[Records excerpted from a collection]
Content starts

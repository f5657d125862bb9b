use chrono::{DateTime, Utc};
use serde::{Deserialize, Serialize};
use thiserror::Error;
use uuid::Uuid;

/// An absolute position on the globe, in decimal degrees.
#[derive(Debug, Clone, Copy, PartialEq, Serialize, Deserialize)]
pub struct GeoCoordinate {
    pub latitude: f64,
    pub longitude: f64,
}

impl GeoCoordinate {
    /// Build a coordinate, rejecting values outside latitude ∈ [-90, 90] and
    /// longitude ∈ [-180, 180] (including NaN and infinities).
    pub fn new(latitude: f64, longitude: f64) -> Result<Self, GeoError> {
        let coordinate = Self::new_unchecked(latitude, longitude);
        if coordinate.is_valid() {
            Ok(coordinate)
        } else {
            Err(GeoError::InvalidCoordinate {
                latitude,
                longitude,
            })
        }
    }

    /// Build a coordinate without range checks. Intended for compile-time
    /// landmark tables whose values are known to be valid.
    pub const fn new_unchecked(latitude: f64, longitude: f64) -> Self {
        Self {
            latitude,
            longitude,
        }
    }

    pub fn is_valid(&self) -> bool {
        (-90.0..=90.0).contains(&self.latitude) && (-180.0..=180.0).contains(&self.longitude)
    }
}

/// Flat-earth offset of a target from the observer, in whole meters.
///
/// `x` is east-positive. `z` is `observer.latitude - target.latitude` scaled to
/// meters, so a target to the north has a negative `z` (forward in a
/// right-handed, camera-looks-down-negative-z scene).
#[derive(Debug, Clone, Copy, PartialEq, Default, Serialize, Deserialize)]
pub struct RelativeOffset {
    pub x: f64,
    pub z: f64,
}

impl RelativeOffset {
    pub fn new(x: f64, z: f64) -> Self {
        Self { x, z }
    }

    /// Horizontal distance to the target in meters.
    pub fn magnitude(&self) -> f64 {
        self.x.hypot(self.z)
    }
}

/// Position of a marker in the observer-facing scene frame, in meters.
#[derive(Debug, Clone, Copy, PartialEq, Default, Serialize, Deserialize)]
pub struct PlacementVector {
    pub x: f64,
    pub y: f64,
    pub z: f64,
}

impl PlacementVector {
    pub fn new(x: f64, y: f64, z: f64) -> Self {
        Self { x, y, z }
    }

    pub fn magnitude(&self) -> f64 {
        (self.x * self.x + self.y * self.y + self.z * self.z).sqrt()
    }

    /// `[x, y, z]` in the order scene graphs usually expect.
    pub fn to_array(self) -> [f64; 3] {
        [self.x, self.y, self.z]
    }
}

/// A fixed-location marker registered with the session.
#[derive(Debug, Clone, PartialEq, Serialize, Deserialize)]
pub struct Landmark {
    /// Stable identifier, e.g. `"town_hall"`.
    pub id: String,
    /// Human-readable label.
    pub name: String,
    pub coordinate: GeoCoordinate,
}

impl Landmark {
    pub fn new(id: impl Into<String>, name: impl Into<String>, coordinate: GeoCoordinate) -> Self {
        Self {
            id: id.into(),
            name: name.into(),
            coordinate,
        }
    }
}

/// One entry handed to the renderer: where to draw a landmark.
#[derive(Debug, Clone, PartialEq, Serialize, Deserialize)]
pub struct LandmarkPlacement {
    pub landmark_id: String,
    /// North-aligned offset the vector was derived from.
    pub offset: RelativeOffset,
    pub vector: PlacementVector,
}

/// Options forwarded to the location provider when a watch is started.
/// Missing fields take their [`Default`] values when deserialized.
#[derive(Debug, Clone, Copy, PartialEq, Eq, Serialize, Deserialize)]
#[serde(default)]
pub struct LocationOptions {
    pub high_accuracy: bool,
    /// Give up on a single fix after this many milliseconds.
    pub timeout_ms: u64,
    /// Accept a cached fix no older than this many milliseconds.
    pub maximum_age_ms: u64,
}

impl Default for LocationOptions {
    fn default() -> Self {
        Self {
            high_accuracy: true,
            timeout_ms: 15_000,
            maximum_age_ms: 10_000,
        }
    }
}

/// Outcome of a location permission request.
#[derive(Debug, Clone, Copy, PartialEq, Eq, Serialize, Deserialize)]
#[serde(rename_all = "snake_case")]
pub enum PermissionStatus {
    Granted,
    Denied,
}

/// A single compass sample.
#[derive(Debug, Clone, Copy, PartialEq, Serialize, Deserialize)]
pub struct CompassReading {
    /// Bearing in degrees, 0 = north, clockwise.
    pub heading_degrees: f64,
    /// Provider-specific accuracy figure. Not used by the pipeline.
    pub accuracy: f64,
}

/// Coarse tracking quality reported by the AR session.
#[derive(Debug, Clone, Copy, PartialEq, Eq, Serialize, Deserialize)]
#[serde(rename_all = "snake_case")]
pub enum TrackingState {
    Normal,
    Limited,
    Unavailable,
}

/// Why tracking is in its current state.
#[derive(Debug, Clone, Copy, PartialEq, Eq, Default, Serialize, Deserialize)]
#[serde(rename_all = "snake_case")]
pub enum TrackingReason {
    #[default]
    None,
    Initializing,
    ExcessiveMotion,
    InsufficientFeatures,
    InsufficientLight,
    Relocalizing,
}

/// Everything a sensor callback can deliver to the session queue.
#[derive(Debug, Clone, PartialEq, Serialize, Deserialize)]
#[serde(tag = "kind", content = "payload", rename_all = "snake_case")]
pub enum SensorEvent {
    LocationFix(GeoCoordinate),
    LocationFailed { code: i32, message: String },
    Compass(CompassReading),
    Tracking {
        state: TrackingState,
        reason: TrackingReason,
    },
}

/// Timestamped wrapper around a [`SensorEvent`].
#[derive(Debug, Clone, Serialize, Deserialize)]
pub struct SensorEnvelope {
    pub id: Uuid,
    pub timestamp: DateTime<Utc>,
    /// Provider id, e.g. `"sim_gps"`.
    pub source: String,
    pub event: SensorEvent,
}

impl SensorEnvelope {
    pub fn new(source: impl Into<String>, event: SensorEvent) -> Self {
        Self {
            id: Uuid::new_v4(),
            timestamp: Utc::now(),
            source: source.into(),
            event,
        }
    }
}

/// Error type shared by every GeoAnchor crate. None of these are fatal: each
/// one ends in "produce no placements" rather than a crash.
#[derive(Error, Debug, Clone, PartialEq, Serialize, Deserialize)]
pub enum GeoError {
    #[error("Observer location is not known yet")]
    MissingObserver,

    #[error("Location permission denied by {provider}")]
    PermissionDenied { provider: String },

    #[error("Sensor {sensor} unavailable: {details}")]
    SensorUnavailable { sensor: String, details: String },

    #[error("Invalid coordinate ({latitude}, {longitude})")]
    InvalidCoordinate { latitude: f64, longitude: f64 },

    #[error("Event queue error: {0}")]
    Channel(String),
}
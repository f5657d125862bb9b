//! Observer state + landmark registry → placements.
//!
//! Rounding happens once, inside the offset calculation, before rotation.

use geoanchor_perception::{compute_offset, transform};
use geoanchor_types::{Landmark, LandmarkPlacement};

use crate::observer::ObserverState;

/// Placement for every landmark, or nothing at all.
///
/// Returns an empty vector until both a location fix and a locked reference
/// heading exist.
pub fn compute_placements(state: &ObserverState, landmarks: &[Landmark]) -> Vec<LandmarkPlacement> {
    let (Some(observer), Some(reference)) = (state.location(), state.reference_heading_degrees())
    else {
        return Vec::new();
    };

    landmarks
        .iter()
        .map(|landmark| {
            let offset = compute_offset(observer, &landmark.coordinate);
            LandmarkPlacement {
                landmark_id: landmark.id.clone(),
                offset,
                vector: transform(offset, reference),
            }
        })
        .collect()
}

#[cfg(test)]
mod tests {
    use super::*;
    use geoanchor_types::{CompassReading, GeoCoordinate, PlacementVector, TrackingState};

    fn landmarks() -> Vec<Landmark> {
        vec![
            Landmark::new(
                "town_hall",
                "Town Hall",
                GeoCoordinate::new_unchecked(53.8, -1.55),
            ),
            Landmark::new(
                "bank_house",
                "Bank House",
                GeoCoordinate::new_unchecked(53.7974, -1.5494),
            ),
        ]
    }

    fn locked_state(heading: f64) -> ObserverState {
        let mut s = ObserverState::new();
        s.apply_compass(CompassReading {
            heading_degrees: heading,
            accuracy: 1.0,
        });
        s.on_tracking(TrackingState::Normal);
        s
    }

    #[test]
    fn nothing_without_location() {
        assert!(compute_placements(&locked_state(0.0), &landmarks()).is_empty());
    }

    #[test]
    fn nothing_without_reference_heading() {
        let mut s = ObserverState::new();
        s.apply_fix(GeoCoordinate::new_unchecked(53.796, -1.548));
        s.apply_compass(CompassReading {
            heading_degrees: 10.0,
            accuracy: 1.0,
        });
        assert!(compute_placements(&s, &landmarks()).is_empty());
    }

    #[test]
    fn one_entry_per_landmark_at_north_heading() {
        let mut s = locked_state(0.0);
        s.apply_fix(GeoCoordinate::new_unchecked(53.796, -1.548));
        let placements = compute_placements(&s, &landmarks());

        assert_eq!(placements.len(), 2);
        assert_eq!(placements[0].landmark_id, "town_hall");
        assert_eq!(placements[0].vector, PlacementVector::new(-131.0, 0.0, -445.0));
        assert_eq!(placements[1].landmark_id, "bank_house");
        assert_eq!(placements[1].vector, PlacementVector::new(-92.0, 0.0, -156.0));
    }

    #[test]
    fn rotation_uses_rounded_offset() {
        let mut s = locked_state(90.0);
        s.apply_fix(GeoCoordinate::new_unchecked(53.796, -1.548));
        let p = &compute_placements(&s, &landmarks())[0];
        // x' = z·sin 90 = -445, z' = -x·sin 90 = 131
        assert!((p.vector.x + 445.0).abs() < 1e-9);
        assert!((p.vector.z - 131.0).abs() < 1e-9);
        assert_eq!(p.offset.x, -131.0);
    }

    #[test]
    fn empty_registry_yields_empty_output() {
        let mut s = locked_state(0.0);
        s.apply_fix(GeoCoordinate::new_unchecked(53.796, -1.548));
        assert!(compute_placements(&s, &[]).is_empty());
    }
}
//! `geoanchor` – GeoAnchor Command Line Interface
//!
//! This binary drives a simulated anchoring session from the terminal. It:
//!
//! 1. Checks for `~/.geoanchor/config.toml`; runs a **First-Run Wizard** when
//!    the file is absent.
//! 2. Starts a session over simulated location, compass and tracking drivers
//!    with the configured landmark registry.
//! 3. Drops the user into an **interactive REPL** with slash-commands
//!    (`/fix`, `/heading`, `/track`, `/placements`, `/help`, …).
//! 4. Intercepts **Ctrl-C** to cancel every sensor subscription and exit.

mod config;
mod render;
mod repl;

use colored::Colorize;
use std::io::{BufRead, Write};
use std::sync::Arc;
use std::sync::atomic::{AtomicBool, Ordering};
use tracing::warn;

fn main() {
    // Keep the guard alive so buffered spans are flushed on exit.
    let _telemetry = geoanchor_runtime::init_tracing("geoanchor-cli");

    print_banner();

    // ── Shared shutdown flag ──────────────────────────────────────────────
    let shutdown = Arc::new(AtomicBool::new(false));
    let shutdown_clone = shutdown.clone();

    // ── Ctrl-C handler ────────────────────────────────────────────────────
    // While the line editor owns the terminal it reports Ctrl-C itself; this
    // handler covers the rest of the process lifetime.
    if let Err(e) = ctrlc::set_handler(move || {
        println!();
        println!("{}", "⚠  Ctrl-C received – tearing the session down …".yellow().bold());
        shutdown_clone.store(true, Ordering::SeqCst);
    }) {
        warn!(error = %e, "Failed to install Ctrl-C handler; graceful shutdown on Ctrl-C will not be available");
    }

    // ── First-Run Wizard ──────────────────────────────────────────────────
    let cfg = match config::load() {
        Ok(None) => run_first_run_wizard(),
        Ok(Some(cfg)) => {
            println!(
                "  Config loaded from {}",
                config::config_path().display().to_string().bold()
            );
            cfg
        }
        Err(e) => {
            println!("{}: {}", "Config error".red(), e);
            println!("  Using default configuration.");
            let mut cfg = config::Config::default();
            config::apply_env_overrides(&mut cfg);
            cfg
        }
    };

    println!(
        "  {} landmark(s), compass sample rate {}°, marker size {} m",
        cfg.landmarks.len().to_string().bold(),
        cfg.compass_sample_rate_degrees,
        cfg.marker_size_m
    );
    println!();
    println!("  Type {} for a list of commands.\n", "/help".bold().cyan());

    // ── Interactive REPL ──────────────────────────────────────────────────
    if let Err(e) = repl::run(&cfg, shutdown) {
        eprintln!("{}: {}", "Error".red(), e);
        std::process::exit(1);
    }
}

// ─────────────────────────────────────────────────────────────────────────────
// First-Run Wizard
// ─────────────────────────────────────────────────────────────────────────────

fn run_first_run_wizard() -> config::Config {
    println!();
    println!("{}", "  ╔══════════════════════════════════════╗".bold().cyan());
    println!("{}", "  ║      GeoAnchor First-Run Wizard      ║".bold().cyan());
    println!("{}", "  ╚══════════════════════════════════════╝".bold().cyan());
    println!();
    println!("  No configuration found.  Let's set up GeoAnchor.\n");

    let mut cfg = config::Config::default();

    let rate = prompt_line(
        &format!("  Compass sample rate in degrees [{}]: ", cfg.compass_sample_rate_degrees),
        &cfg.compass_sample_rate_degrees.to_string(),
    );
    if let Ok(r) = rate.trim().parse::<f64>()
        && r.is_finite()
        && r >= 0.0
    {
        cfg.compass_sample_rate_degrees = r;
    }

    let size = prompt_line(
        &format!("  Marker size in meters [{}]: ", cfg.marker_size_m),
        &cfg.marker_size_m.to_string(),
    );
    if let Ok(s) = size.trim().parse::<f64>()
        && s.is_finite()
        && s > 0.0
    {
        cfg.marker_size_m = s;
    }

    println!(
        "  Using the {} default Leeds landmarks; edit the config file to add your own.",
        cfg.landmarks.len()
    );

    match config::save(&cfg) {
        Ok(()) => println!(
            "\n  {} Config saved to {}\n",
            "✓".green().bold(),
            config::config_path().display().to_string().bold()
        ),
        Err(e) => println!("{}: {}", "Error saving config".red(), e),
    }

    config::apply_env_overrides(&mut cfg);
    cfg
}

// ─────────────────────────────────────────────────────────────────────────────
// Banner
// ─────────────────────────────────────────────────────────────────────────────

fn print_banner() {
    println!();
    println!("{}", r#"   ______           ___                __          "#.bold().cyan());
    println!("{}", r#"  / ____/__  ____  /   |  ____  _____/ /_  ____  _____"#.bold().cyan());
    println!("{}", r#" / / __/ _ \/ __ \/ /| | / __ \/ ___/ __ \/ __ \/ ___/"#.bold().cyan());
    println!("{}", r#"/ /_/ /  __/ /_/ / ___ |/ / / / /__/ / / / /_/ / /    "#.bold().cyan());
    println!("{}", r#"\____/\___/\____/_/  |_/_/ /_/\___/_/ /_/\____/_/     "#.bold().cyan());
    println!();
    println!(
        "  {} {}",
        "GeoAnchor".bold(),
        format!("v{}", env!("CARGO_PKG_VERSION")).dimmed()
    );
    println!("  Geospatial landmark anchoring for AR scenes");
    println!();
}

// ─────────────────────────────────────────────────────────────────────────────
// Helpers
// ─────────────────────────────────────────────────────────────────────────────

fn prompt_line(msg: &str, default: &str) -> String {
    print!("{}", msg);
    std::io::stdout().flush().ok();
    let mut line = String::new();
    match std::io::stdin().lock().read_line(&mut line) {
        Ok(_) => {
            let t = line.trim().to_string();
            if t.is_empty() { default.to_string() } else { t }
        }
        Err(_) => default.to_string(),
    }
}
//! Reference-heading latch.
//!
//! [`HeadingNormalizer`] tracks the live compass heading and freezes a single
//! reference heading the first time the AR session reports stable tracking.
//! Placements are expressed relative to that reference, so they must not move
//! when the device rotates afterwards; the renderer's own camera transform
//! handles live rotation.
//!
//! ```text
//!   Uninitialized ──latch() with heading present──▶ Locked { reference }
//!        │  ▲
//!        └──┘ latch() without heading: deferred, retry on next event
//! ```
//!
//! There is no transition out of `Locked`. A new session builds a new
//! normalizer.
//!
//! # Example
//!
//! ```rust
//! use geoanchor_perception::heading::{HeadingNormalizer, LatchOutcome};
//!
//! let mut heading = HeadingNormalizer::new();
//! assert_eq!(heading.latch(), LatchOutcome::Deferred);
//!
//! heading.update_heading(42.0);
//! assert_eq!(heading.latch(), LatchOutcome::Locked(42.0));
//!
//! heading.update_heading(90.0);
//! assert_eq!(heading.latch(), LatchOutcome::AlreadyLocked(42.0));
//! assert_eq!(heading.reference_heading(), Some(42.0));
//! ```

use tracing::{debug, info};

/// Wrap any finite angle into `[0, 360)`.
pub fn normalize_degrees(degrees: f64) -> f64 {
    let wrapped = degrees.rem_euclid(360.0);
    // rem_euclid can return 360.0 for tiny negative inputs due to rounding.
    if wrapped >= 360.0 { 0.0 } else { wrapped }
}

/// Latch state.
#[derive(Debug, Clone, Copy, PartialEq)]
pub enum LatchState {
    Uninitialized,
    Locked { reference_degrees: f64 },
}

/// Result of a [`HeadingNormalizer::latch`] call.
#[derive(Debug, Clone, Copy, PartialEq)]
pub enum LatchOutcome {
    /// This call froze the reference heading.
    Locked(f64),
    /// The reference was already frozen; nothing changed.
    AlreadyLocked(f64),
    /// No heading sample has arrived yet; still uninitialized.
    Deferred,
}

/// Live heading plus a write-once reference heading.
#[derive(Debug, Clone)]
pub struct HeadingNormalizer {
    current: Option<f64>,
    state: LatchState,
}

impl Default for HeadingNormalizer {
    fn default() -> Self {
        Self::new()
    }
}

impl HeadingNormalizer {
    pub fn new() -> Self {
        Self {
            current: None,
            state: LatchState::Uninitialized,
        }
    }

    /// Record a new compass sample. Non-finite samples are dropped.
    pub fn update_heading(&mut self, degrees: f64) {
        if !degrees.is_finite() {
            debug!(degrees, "ignoring non-finite heading sample");
            return;
        }
        self.current = Some(normalize_degrees(degrees));
    }

    /// Freeze the current heading as the session reference.
    ///
    /// Only the first call made while uninitialized *and* with a heading
    /// sample present has any effect.
    pub fn latch(&mut self) -> LatchOutcome {
        match (self.state, self.current) {
            (LatchState::Locked { reference_degrees }, _) => {
                LatchOutcome::AlreadyLocked(reference_degrees)
            }
            (LatchState::Uninitialized, None) => {
                debug!("latch deferred: no heading sample yet");
                LatchOutcome::Deferred
            }
            (LatchState::Uninitialized, Some(reference_degrees)) => {
                self.state = LatchState::Locked { reference_degrees };
                info!(reference_degrees, "reference heading locked");
                LatchOutcome::Locked(reference_degrees)
            }
        }
    }

    /// Most recent compass heading, if any.
    pub fn current_heading(&self) -> Option<f64> {
        self.current
    }

    /// The frozen reference heading, once locked.
    pub fn reference_heading(&self) -> Option<f64> {
        match self.state {
            LatchState::Locked { reference_degrees } => Some(reference_degrees),
            LatchState::Uninitialized => None,
        }
    }

    pub fn state(&self) -> LatchState {
        self.state
    }

    pub fn is_locked(&self) -> bool {
        matches!(self.state, LatchState::Locked { .. })
    }
}

#[cfg(test)]
mod tests {
    use super::*;

    #[test]
    fn starts_uninitialized_and_empty() {
        let h = HeadingNormalizer::new();
        assert_eq!(h.state(), LatchState::Uninitialized);
        assert_eq!(h.current_heading(), None);
        assert_eq!(h.reference_heading(), None);
        assert!(!h.is_locked());
    }

    #[test]
    fn latch_without_heading_defers() {
        let mut h = HeadingNormalizer::new();
        assert_eq!(h.latch(), LatchOutcome::Deferred);
        assert_eq!(h.latch(), LatchOutcome::Deferred);
        assert_eq!(h.reference_heading(), None);
    }

    #[test]
    fn deferred_latch_succeeds_once_heading_arrives() {
        let mut h = HeadingNormalizer::new();
        assert_eq!(h.latch(), LatchOutcome::Deferred);
        h.update_heading(137.5);
        assert_eq!(h.latch(), LatchOutcome::Locked(137.5));
        assert_eq!(h.reference_heading(), Some(137.5));
    }

    #[test]
    fn second_latch_never_changes_reference() {
        let mut h = HeadingNormalizer::new();
        h.update_heading(10.0);
        assert_eq!(h.latch(), LatchOutcome::Locked(10.0));

        h.update_heading(250.0);
        assert_eq!(h.latch(), LatchOutcome::AlreadyLocked(10.0));
        assert_eq!(h.reference_heading(), Some(10.0));
        assert_eq!(h.current_heading(), Some(250.0));
    }

    #[test]
    fn zero_heading_is_a_real_sample() {
        let mut h = HeadingNormalizer::new();
        h.update_heading(0.0);
        assert_eq!(h.latch(), LatchOutcome::Locked(0.0));
    }

    #[test]
    fn headings_are_normalized_on_ingest() {
        let mut h = HeadingNormalizer::new();
        h.update_heading(370.0);
        assert_eq!(h.current_heading(), Some(10.0));
        h.update_heading(-90.0);
        assert_eq!(h.current_heading(), Some(270.0));
        h.update_heading(360.0);
        assert_eq!(h.current_heading(), Some(0.0));
    }

    #[test]
    fn non_finite_heading_is_ignored() {
        let mut h = HeadingNormalizer::new();
        h.update_heading(45.0);
        h.update_heading(f64::NAN);
        assert_eq!(h.current_heading(), Some(45.0));

        let mut fresh = HeadingNormalizer::new();
        fresh.update_heading(f64::INFINITY);
        assert_eq!(fresh.latch(), LatchOutcome::Deferred);
    }

    #[test]
    fn normalize_degrees_range() {
        assert_eq!(normalize_degrees(0.0), 0.0);
        assert_eq!(normalize_degrees(720.0), 0.0);
        assert_eq!(normalize_degrees(-1.0), 359.0);
        let tiny = normalize_degrees(-1e-20);
        assert!((0.0..360.0).contains(&tiny));
    }
}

Content ends

Exercise directions:
From the data, list each line in which the string "handed" appears.

Solution to this problem:
/// right-handed, camera-looks-down-negative-z scene).
/// One entry handed to the renderer: where to draw a landmark.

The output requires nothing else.